**DATASET:**
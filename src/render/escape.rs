//! HTML escaping.

use std::borrow::Cow;

/// Escape text for use in element content or a quoted attribute value.
pub fn escape(input: &str) -> Cow<'_, str> {
    if !input.contains(['&', '<', '>', '"', '\'']) {
        return Cow::Borrowed(input);
    }
    let mut out = String::with_capacity(input.len() + 16);
    for c in input.chars() {
        match c {
            '&' => out.push_str("&amp;"),
            '<' => out.push_str("&lt;"),
            '>' => out.push_str("&gt;"),
            '"' => out.push_str("&quot;"),
            '\'' => out.push_str("&#39;"),
            _ => out.push(c),
        }
    }
    Cow::Owned(out)
}

/// Escape text and turn line breaks into `<br>`.
///
/// Mail clients ignore `white-space: pre-wrap` inconsistently, so free text
/// carries explicit breaks in every mode.
pub fn escape_multiline(input: &str) -> String {
    input
        .replace("\r\n", "\n")
        .split('\n')
        .map(|line| escape(line).into_owned())
        .collect::<Vec<_>>()
        .join("<br>")
}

**YOUR TASK:** Every line above that holds the word "String" should be copied out.

**TASK ANSWER:**
    let mut out = String::with_capacity(input.len() + 16);
pub fn escape_multiline(input: &str) -> String {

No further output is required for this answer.